26. The composition of claim 25, wherein the cellulosic polymer in the composition is selected from the group consisting of hydroxypropyl ethyl cellulose, sodium carboxymethyl cellulose, and combinations thereof.

27. The composition of claim 16, wherein the dispersant is a cyclodextrin.

28. The composition of claim 27, wherein the cyclodextrin of the composition is selected from the group consisting of α -cyclodextrin, β -cyclodextrin, γ -cyclodextrin, and combinations thereof.

29. A cosmeceutical composition comprising a composition according to any one of claims 1 to 28.

30. A pharmaceutical composition comprising a composition according to any one of claims 1 to 28.

31. The composition of claim 30, wherein said composition is for treating or ameliorating a localized inflammation, or for treating or ameliorating a skin condition.

32. A topical pharmaceutical composition comprising stabilized amorphous calcium carbonate formulated for topical administration for treating or ameliorating a topical inflammation or for treating or ameliorating a skin condition

33. The pharmaceutical composition of claim 31 or 32, wherein the inflammation is associated with an autoimmune response.

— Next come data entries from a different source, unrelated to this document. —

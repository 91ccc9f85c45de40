use std::cmp::Ordering;

use angles::tolerance::about_eq;
use getset::CopyGetters;
use ordered_float::OrderedFloat;

use crate::bool_with_partial::BoolWithPartial;
use crate::relative_interval_location::RelativeIntervalLocation;

/// A linear (non-wrapping) piece of an arc, bounds in radians.
///
/// Canonical segments of an [`AngleInterval`](crate::AngleInterval) lie in `[0, 2π]`, and the
/// seam point is always carried by the `0` side: a piece that runs up to the seam ends at an
/// open `2π`.
#[derive(Debug, Copy, Clone, PartialEq, CopyGetters)]
#[get_copy = "pub"]
pub struct ArcSegment {
    start: f64,
    end: f64,
    start_closed: bool,
    end_closed: bool,
}

impl ArcSegment {
    pub fn new(start: f64, end: f64, start_closed: bool, end_closed: bool) -> Self {
        ArcSegment {
            start,
            end,
            start_closed,
            end_closed,
        }
    }

    /// No point satisfies the bounds. NaN bounds make a segment empty.
    pub fn is_empty(&self) -> bool {
        if about_eq(self.start, self.end) {
            !(self.start_closed && self.end_closed)
        } else {
            !(self.start < self.end)
        }
    }

    pub fn shifted(&self, offset: f64) -> Self {
        Self::new(
            self.start + offset,
            self.end + offset,
            self.start_closed,
            self.end_closed,
        )
    }

    pub fn locate(&self, x: f64) -> RelativeIntervalLocation {
        if about_eq(x, self.start) {
            RelativeIntervalLocation::Start
        } else if about_eq(x, self.end) {
            RelativeIntervalLocation::End
        } else if self.start < x && x < self.end {
            RelativeIntervalLocation::During
        } else if x < self.start {
            RelativeIntervalLocation::Before
        } else {
            RelativeIntervalLocation::After
        }
    }

    pub fn contains(&self, x: f64) -> bool {
        self.locate(x)
            .is_covered(self.start_closed, self.end_closed)
    }

    /// Sort order for sweeps: by start, closed starts first on ties.
    pub fn start_order(a: &Self, b: &Self) -> Ordering {
        OrderedFloat(a.start)
            .cmp(&OrderedFloat(b.start))
            .then(b.start_closed.cmp(&a.start_closed))
    }

    /// `True` if the bounds share more than a point, `Partial` if one ends where the other
    /// starts, `False` if they are apart. Boundary flags are not consulted.
    pub fn overlap_with(&self, other: &Self) -> BoolWithPartial {
        if about_eq(self.end, other.start) || about_eq(other.end, self.start) {
            BoolWithPartial::Partial
        } else if self.end < other.start || other.end < self.start {
            BoolWithPartial::False
        } else {
            BoolWithPartial::True
        }
    }

    fn touching_point(&self, other: &Self) -> f64 {
        if about_eq(self.end, other.start) {
            other.start
        } else {
            self.start
        }
    }

    /// Both segments admit at least one common point.
    pub fn shares_point_with(&self, other: &Self) -> bool {
        match self.overlap_with(other) {
            BoolWithPartial::True => true,
            BoolWithPartial::Partial => {
                let p = self.touching_point(other);
                self.contains(p) && other.contains(p)
            }
            BoolWithPartial::False => false,
        }
    }

    /// The two segments together cover an unbroken range.
    pub fn overlaps_or_touches(&self, other: &Self) -> bool {
        let overlap = self.overlap_with(other);
        if overlap.is_partial() {
            let p = self.touching_point(other);
            return self.contains(p) || other.contains(p);
        }
        overlap.is_at_least_partial()
    }

    /// Merges two segments that overlap or touch at an admitted point.
    pub fn try_join(&self, other: &Self) -> Option<Self> {
        if !self.overlaps_or_touches(other) {
            return None;
        }
        let (first, second) = if Self::start_order(self, other).is_le() {
            (self, other)
        } else {
            (other, self)
        };

        let start_closed = first.start_closed
            || (about_eq(first.start, second.start) && second.start_closed);
        let (end, end_closed) = if about_eq(first.end, second.end) {
            (
                first.end.max(second.end),
                first.end_closed || second.end_closed,
            )
        } else if second.end > first.end {
            (second.end, second.end_closed)
        } else {
            (first.end, first.end_closed)
        };
        Some(Self::new(first.start, end, start_closed, end_closed))
    }

    /// Every point of `self` is a point of `outer`.
    pub fn is_inside(&self, outer: &Self) -> bool {
        let start_ok = if about_eq(self.start, outer.start) {
            !self.start_closed || outer.start_closed
        } else {
            self.start > outer.start
        };
        let end_ok = if about_eq(self.end, outer.end) {
            !self.end_closed || outer.end_closed
        } else {
            self.end < outer.end
        };
        start_ok && end_ok
    }

    /// What is left of `self` after removing `cutter`: zero, one or two pieces.
    ///
    /// A remainder edge created by the cut takes the opposite flag of the cutter edge it came
    /// from, so cutting a closed edge leaves an open one and the other way round.
    pub fn subtract(&self, cutter: &Self) -> Vec<Self> {
        if !self.shares_point_with(cutter) {
            return vec![*self];
        }

        let mut pieces = vec![];

        let left_exists = if about_eq(self.start, cutter.start) {
            self.start_closed && !cutter.start_closed
        } else {
            self.start < cutter.start
        };
        if left_exists {
            pieces.push(Self::new(
                self.start,
                cutter.start,
                self.start_closed,
                !cutter.start_closed,
            ));
        }

        let right_exists = if about_eq(self.end, cutter.end) {
            self.end_closed && !cutter.end_closed
        } else {
            self.end > cutter.end
        };
        if right_exists {
            pieces.push(Self::new(
                cutter.end,
                self.end,
                !cutter.end_closed,
                self.end_closed,
            ));
        }

        pieces.retain(|piece| !piece.is_empty());
        pieces
    }
}
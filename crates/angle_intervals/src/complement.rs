pub trait Complement {
    type Output;
    fn complement(&self) -> Self::Output;
}
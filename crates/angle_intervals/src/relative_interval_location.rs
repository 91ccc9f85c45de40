/// Where a value sits relative to a linear interval.
/// Needs to account for exact points at start and end of coverage.
#[derive(Clone, Hash, Eq, PartialEq, Debug, Copy)]
pub enum RelativeIntervalLocation {
    After,
    End,
    During,
    Start,
    Before,
}

impl RelativeIntervalLocation {
    /// Whether an interval with the given boundary flags covers a value at this location.
    pub fn is_covered(&self, start_closed: bool, end_closed: bool) -> bool {
        match self {
            RelativeIntervalLocation::After => false,
            RelativeIntervalLocation::End => end_closed,
            RelativeIntervalLocation::During => true,
            RelativeIntervalLocation::Start => start_closed,
            RelativeIntervalLocation::Before => false,
        }
    }
}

34. The pharmaceutical composition of claim 31 or 32, wherein the skin condition is psoriasis.

35. The pharmaceutical composition of claim 34, wherein at least one clinical parameter selected from the group consisting of erythema (redness), induration (thickening), and desquamation (scaling) is treated or improved.

36. A method of treating or ameliorating a localized inflammation or a skin condition in a patient in need thereof, said method comprising the step of topically administering to said patient a therapeutically effective amount of stabilized amorphous calcium carbonate.

37. The method of claim 34, wherein said method comprises the step of topically administering to said patient a therapeutically effective amount of the composition of any one of claims 1-28.

38. A process for preparing a liquid or semi-solid non-aqueous composition in which Amorphous Calcium Carbonate (ACC) particles are present in the form of a dispersion or suspension, said process comprising the steps of:

i. mixing at least one non-aqueous liquid carrier and at least one additional agent selected from the group consisting of dispersants, surfactants, thickeners, and emollients; and

adding amorphous calcium carbonate to the mixture.

39. The method of claim 38, wherein the method comprises preparing two different non-aqueous liquid carriers, wherein the amorphous calcium carbonate is mixed with one of the non-aqueous liquid carriers after being added to the other non-aqueous liquid carrier.

40. The method of claim 38 or 39, wherein the mixing comprises high shear mixing or using a microfluidizer.

41. The method of claims 38-39, wherein the mixing is continued until all of the non-liquid agent is dissolved in the non-aqueous liquid carrier.

42. The method of claim 38, wherein the amorphous calcium carbonate is a dried, stabilized amorphous calcium carbonate.

43. The method of claims 38-42, further comprising heating the non-aqueous liquid carrier.